Bruce on Bonds on Bonds. Having only seen the segment where Bonds blubbers like George Brett on the day he retired, I can't vouch for the overall quality of the show. I do, however, have to address a couple of issues that come up regarding the show. First off, ESPN is not doing themselves any favors by entering into a business relationship with someone who they cover on a regular basis. The Bob Knight show they did was tolerable for a couple reasons, including the fact that there was virtually no chance of there being anything newsworthy eminating from the program. But the concept - entering into a business relationship with a newsworthy figure - still has its flaws. Can ESPN continue to cover Bonds without any biases, or do they run the risk of harming their business relationship with Bonds and the production company contracted to put the show together? ESPN has been doing more lately to blur these lines, with Knight's "Knight School" show, where prospects competed for a chance to walk on to the Texas Tech basketball team, and the Sebastian Telfair documentary "Through the Fire", which was "independently produced", but still required the cooperation of Telfair and his family. What is Bonds going to do that is worthy of a 30-minute show every week? He hates the media, and he seems to detest the idea that people would be interested in his life behind the scenes. Word is that this was the idea of Bonds and his agent, as a way of letting the public get to know Bonds a little better. But unless Bonds owns up to whatever he did to allow his body to blow up like it did, no one is going to be interested in what he has to say. So far, it's been typical "poor me" stuff from Bonds, complete with the crying episode at the end of the premiere. Bonds wants us to feel bad for him because he's been treated like crap by the media for all these years. Bonds, though, has done nothing about this treatment. Instead of being rude and condescending to the press, just ignore them, Barry. Put your headphones on, shut your eyes, and say nothing. Eventually, they will go away.

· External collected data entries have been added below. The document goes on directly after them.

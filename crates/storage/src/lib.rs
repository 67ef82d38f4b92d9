//! Storage layer: SQLite schema, pool setup and row models.
//!
//! Holds DB pool setup and migration runner.

use sqlx::sqlite::{SqliteConnectOptions, SqlitePoolOptions};
use sqlx::SqlitePool;
use std::str::FromStr;
use std::time::Duration;
use tracing::debug;

pub mod models;

pub async fn connect(database_url: &str) -> anyhow::Result<SqlitePool> {
    let url = normalize_url(database_url);
    let mut opts = SqlitePoolOptions::new();
    if url.contains("memory") {
        opts = opts.max_connections(1);
    } else {
        opts = opts.max_connections(5);
    }
    let connect_opts = SqliteConnectOptions::from_str(&url)?
        .create_if_missing(true)
        .busy_timeout(Duration::from_secs(5));
    debug!(url = %url, "connecting catalogue");
    let pool = opts.connect_with(connect_opts).await?;
    Ok(pool)
}

pub async fn migrate(pool: &SqlitePool) -> anyhow::Result<()> {
    // Applies SQLx migrations located in crates/storage/migrations.
    // Safe to run multiple times (idempotent).
    sqlx::migrate!("./migrations").run(pool).await?;
    Ok(())
}

fn normalize_url(database_url: &str) -> String {
    if database_url.starts_with("sqlite:") {
        return database_url.to_string();
    }
    let path = std::path::PathBuf::from(database_url);
    if let Some(parent) = path.parent() {
        let _ = std::fs::create_dir_all(parent);
    }
    let norm = path.to_string_lossy().replace('\\', "/");
    if path.is_absolute() {
        format!("sqlite:///{}", norm.trim_start_matches('/'))
    } else {
        format!("sqlite://{}", norm)
    }
}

NFL Draft BS. That's what most of this is - BS. The final two weeks before the draft are all about GMs and coaches trying to convince us that they are going to do what they say they are going to do, when the exact opposite is true. Typically, if team representatives start talking publicly about a player they say they love, it means they don't like him. The converse of that is also typically true. Teams that are "certain to try to move up" are either going to stay put or move down. 90% of trades that are rumored before the draft won't happen during the draft. Instead, a bunch of trades will make their way in out of left field. Teams bring in players for interviews all the time, but those players are sometimes being used as smokescreens to hide the player that said team truly likes and wants with their first-round pick. Guys will move up the board because of their workout numbers and "athletic upside" (call this the Mike Mamula Principle or the Jonathan Sullivan Rule). Guys will move down the board because they passed gas during their interview or when their production in college is forgotten about because of poor measurables (call this the Deion Branch Theory or the Steve Smith Corollary). Teams will be rated on their performance after the draft, even though the players they drafted haven't played a single game, and even though such ratings (or "grades", if you prefer that term) have been proven a fallacy over the years, because we can't predict how well guys will perform at the next level, no matter how hard we try.
Despite all this, we all follow the draft, and we will all react to the picks that our teams make. I will do that here, and I will also preview the draft in the coming two weeks, looking at the top needs of the Packers and Vikings, speculating about the players available in this year's draft that best fit those needs, and talk about the draft itself, presenting a mock draft and looking at sleepers and overrated players.
If it's too much for you, I'll offer my apologies now. I'm one of those morons who will sit and watch the draft pretty much from start to finish. I love the drama of the draft, and I love the debates about individual players. It's great because we all watch the college game, and we all have opinions about players available in the draft. The arguments are often quite passionate, and it makes you wonder if people are discussing the same player. Frankly, it's one of my favorite single events of the spring, and much of it is due to the job the NFL does marketing it and the job ESPN does covering it. I can't imagine any other sport experiencing the same kind of rush with their draft.